Look through the material and tally each line bearing the word "execute". Give only the total.

★ ★ ★ ★ ★

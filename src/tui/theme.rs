//! Theme configuration for the terminal player and CLI output
//!
//! Centralizes color and style definitions. Provides ratatui styles for the
//! player widget and ANSI escape codes for plain CLI output.

use ratatui::style::{Color, Modifier, Style};

/// Theme configuration for the player widget.
#[derive(Debug, Clone, PartialEq, Eq)]
pub struct Theme {
    /// Status and time text
    pub text_primary: Color,
    /// Borders, unplayed part of the track
    pub text_secondary: Color,
    /// Control label and played part of the track
    pub accent: Color,
    /// Error messages
    pub error: Color,
    /// Seek cursor
    pub cursor: Color,
}

impl Default for Theme {
    fn default() -> Self {
        Self::standard()
    }
}

impl Theme {
    /// Light gray text with a green accent.
    pub fn standard() -> Self {
        Self {
            text_primary: Color::Gray,
            text_secondary: Color::DarkGray,
            accent: Color::Green,
            error: Color::Red,
            cursor: Color::White,
        }
    }

    /// White text with a yellow accent.
    pub fn classic() -> Self {
        Self {
            text_primary: Color::White,
            text_secondary: Color::DarkGray,
            accent: Color::Yellow,
            error: Color::Red,
            cursor: Color::LightYellow,
        }
    }

    /// Cyan/blue theme.
    pub fn ocean() -> Self {
        Self {
            text_primary: Color::Cyan,
            text_secondary: Color::DarkGray,
            accent: Color::LightCyan,
            error: Color::LightRed,
            cursor: Color::White,
        }
    }

    /// Look up a theme by its config name.
    pub fn by_name(name: &str) -> Option<Self> {
        match name {
            "default" => Some(Self::standard()),
            "classic" => Some(Self::classic()),
            "ocean" => Some(Self::ocean()),
            _ => None,
        }
    }

    pub fn text_style(&self) -> Style {
        Style::default().fg(self.text_primary)
    }

    pub fn text_secondary_style(&self) -> Style {
        Style::default().fg(self.text_secondary)
    }

    pub fn accent_style(&self) -> Style {
        Style::default().fg(self.accent)
    }

    /// Control label.
    pub fn accent_bold_style(&self) -> Style {
        Style::default()
            .fg(self.accent)
            .add_modifier(Modifier::BOLD)
    }

    pub fn error_style(&self) -> Style {
        Style::default().fg(self.error)
    }

    pub fn cursor_style(&self) -> Style {
        Style::default()
            .fg(self.cursor)
            .add_modifier(Modifier::BOLD)
    }

    /// Format text with the error color (for CLI output).
    pub fn error_text(&self, text: &str) -> String {
        format!("{}{}{}", color_to_ansi(self.error), text, ANSI_RESET)
    }

    /// Format text with the primary color (for CLI output).
    pub fn primary_text(&self, text: &str) -> String {
        format!("{}{}{}", color_to_ansi(self.text_primary), text, ANSI_RESET)
    }
}

/// ANSI reset sequence
const ANSI_RESET: &str = "\x1b[0m";

/// Convert a ratatui Color to an ANSI escape code.
fn color_to_ansi(color: Color) -> &'static str {
    match color {
        Color::Black => "\x1b[30m",
        Color::Red => "\x1b[31m",
        Color::Green => "\x1b[32m",
        Color::Yellow => "\x1b[33m",
        Color::Blue => "\x1b[34m",
        Color::Magenta => "\x1b[35m",
        Color::Cyan => "\x1b[36m",
        Color::Gray => "\x1b[37m",
        Color::DarkGray => "\x1b[90m",
        Color::LightRed => "\x1b[91m",
        Color::LightGreen => "\x1b[92m",
        Color::LightYellow => "\x1b[93m",
        Color::LightBlue => "\x1b[94m",
        Color::LightMagenta => "\x1b[95m",
        Color::LightCyan => "\x1b[96m",
        Color::White => "\x1b[97m",
        Color::Reset => "\x1b[0m",
        // RGB and indexed colors fall back to no color
        _ => "",
    }
}
use crossterm::event::{self, Event, KeyEventKind};
use crossterm::execute;
use crossterm::terminal::{
    EnterAlternateScreen, LeaveAlternateScreen, disable_raw_mode, enable_raw_mode,
    size as terminal_size,
};
use ratatui::Terminal;
use ratatui::backend::CrosstermBackend;
use ratatui::layout::Rect;
use std::io;
use std::time::Duration;
use tracing::{debug, info};

use crate::tui::App;
use crate::tui::error::TuiError;
use crate::tui::layout::Layout;

const POLL_INTERVAL: Duration = Duration::from_millis(16);

/// Restores the terminal when dropped, including on panic
struct TerminalGuard {
    raw_mode_enabled: bool,
    alternate_screen_enabled: bool,
}

impl TerminalGuard {
    fn new() -> Result<Self, TuiError> {
        enable_raw_mode()?;
        execute!(io::stdout(), EnterAlternateScreen)?;
        Ok(Self {
            raw_mode_enabled: true,
            alternate_screen_enabled: true,
        })
    }

    /// Restore on normal exit; the guard does nothing on drop afterwards
    fn restore(&mut self) -> Result<(), TuiError> {
        if self.raw_mode_enabled {
            disable_raw_mode()?;
            self.raw_mode_enabled = false;
        }
        if self.alternate_screen_enabled {
            execute!(io::stdout(), LeaveAlternateScreen)?;
            self.alternate_screen_enabled = false;
        }
        Ok(())
    }
}

impl Drop for TerminalGuard {
    fn drop(&mut self) {
        // errors are ignored, we're already cleaning up
        if self.raw_mode_enabled {
            let _ = disable_raw_mode();
        }
        if self.alternate_screen_enabled {
            let _ = execute!(io::stdout(), LeaveAlternateScreen);
        }
    }
}

pub fn run_event_loop(mut app: App) -> Result<(), TuiError> {
    // Checked before the alternate screen so the error stays readable
    let (width, height) = terminal_size()?;
    if width < Layout::MIN_WIDTH || height < Layout::MIN_HEIGHT {
        return Err(TuiError::RenderError(format!(
            "Terminal size too small. Current: {}x{}, Minimum required: {}x{}. Please resize your terminal window.",
            width,
            height,
            Layout::MIN_WIDTH,
            Layout::MIN_HEIGHT
        )));
    }

    let mut guard = TerminalGuard::new()?;
    let mut terminal = Terminal::new(CrosstermBackend::new(io::stdout()))?;
    info!("tui started");

    while !app.should_quit() {
        app.state.check_status_message_timeout();

        let size = terminal.size()?;
        let layout = Layout::calculate(Rect::new(0, 0, size.width, size.height));
        terminal.draw(|f| crate::tui::render::render(f, &mut app, &layout))?;

        if event::poll(POLL_INTERVAL)? {
            match event::read()? {
                // Release/repeat events would double-fire on Windows
                Event::Key(key_event) if key_event.kind == KeyEventKind::Press => {
                    debug!(?key_event, "key pressed");
                    app.handle_key(key_event);
                }
                // Size is re-read on the next pass
                Event::Resize(_, _) => {}
                _ => {}
            }
        }
    }

    guard.restore()?;
    info!("tui stopped");
    Ok(())
}
use ratatui::layout::{Constraint, Direction, Layout as RatLayout, Rect};

pub struct Layout {
    pub inner_area: Rect, // inside the outer border
    pub tabs_area: Rect,
    pub main_area: Rect,
    pub status_area: Rect,
}

impl Layout {
    /// Smallest terminal that still fits tabs, a few table rows and the status line
    pub const MIN_WIDTH: u16 = 40;
    pub const MIN_HEIGHT: u16 = 8;

    pub fn calculate(size: Rect) -> Self {
        let size = Rect::new(
            size.x,
            size.y,
            size.width.max(Self::MIN_WIDTH),
            size.height.max(Self::MIN_HEIGHT),
        );
        let inner_area = Rect::new(
            size.x + 1,
            size.y + 1,
            size.width.saturating_sub(2),
            size.height.saturating_sub(2),
        );

        let vertical = RatLayout::default()
            .direction(Direction::Vertical)
            .constraints([
                Constraint::Length(1), // tabs
                Constraint::Min(1),    // entry table
                Constraint::Length(1), // status
            ])
            .split(inner_area);

        Self {
            inner_area,
            tabs_area: vertical[0],
            main_area: vertical[1],
            status_area: vertical[2],
        }
    }
}
//! Key-press dispatch: turns single keys and two-key sequences into
//! callbacks registered per caller.

pub mod combination;
pub mod dispatcher;
pub mod key;
pub mod keymap;

pub use combination::KeyCombination;
pub use dispatcher::{COMBINATION_TIMEOUT, Callback, Dispatcher, InputMode, Observer};
pub use key::{Key, KeyParseError};
pub use keymap::{Action, Caller};
use ratatui::Frame;
use ratatui::layout::{Alignment, Constraint, Flex, Layout, Rect};
use ratatui::style::Style;
use ratatui::widgets::{Block, Borders, Clear, Paragraph, Wrap};

use crate::config::Theme;
use crate::input::{Action, KeyCombination};
use crate::tui::widgets::color::parse_color;

/// Overlay listing every action with its current keys
pub fn render_help(f: &mut Frame, area: Rect, bindings: &[(Action, Option<KeyCombination>)], theme: &Theme) {
    let fg_color = parse_color(&theme.fg);
    let bg_color = parse_color(&theme.bg);

    let area = popup_area(area, 60, 70);
    f.render_widget(Clear, area);

    let paragraph = Paragraph::new(build_help_text(bindings))
        .block(
            Block::default()
                .borders(Borders::ALL)
                .title("Help - Key Bindings")
                .title_alignment(Alignment::Center)
                .style(Style::default().fg(fg_color).bg(bg_color)),
        )
        .style(Style::default().fg(fg_color).bg(bg_color))
        .wrap(Wrap { trim: false });

    f.render_widget(paragraph, area);
}

/// Centered rect taking the given percentages of `area`
pub fn popup_area(area: Rect, percent_x: u16, percent_y: u16) -> Rect {
    let vertical = Layout::vertical([Constraint::Percentage(percent_y)]).flex(Flex::Center);
    let horizontal = Layout::horizontal([Constraint::Percentage(percent_x)]).flex(Flex::Center);
    let [area] = vertical.areas(area);
    let [area] = horizontal.areas(area);
    area
}

fn build_help_text(bindings: &[(Action, Option<KeyCombination>)]) -> String {
    let width = bindings
        .iter()
        .filter_map(|(_, keys)| keys.as_ref())
        .map(|keys| keys.to_string().chars().count())
        .max()
        .unwrap_or(0);

    let mut text = String::new();
    for (action, keys) in bindings {
        let keys = keys.as_ref().map(ToString::to_string).unwrap_or_default();
        text.push_str(&format!("  {:<width$}  {}\n", keys, action.description(), width = width));
    }
    text
}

★ ★ ★ ★ ★

Exercise response: 4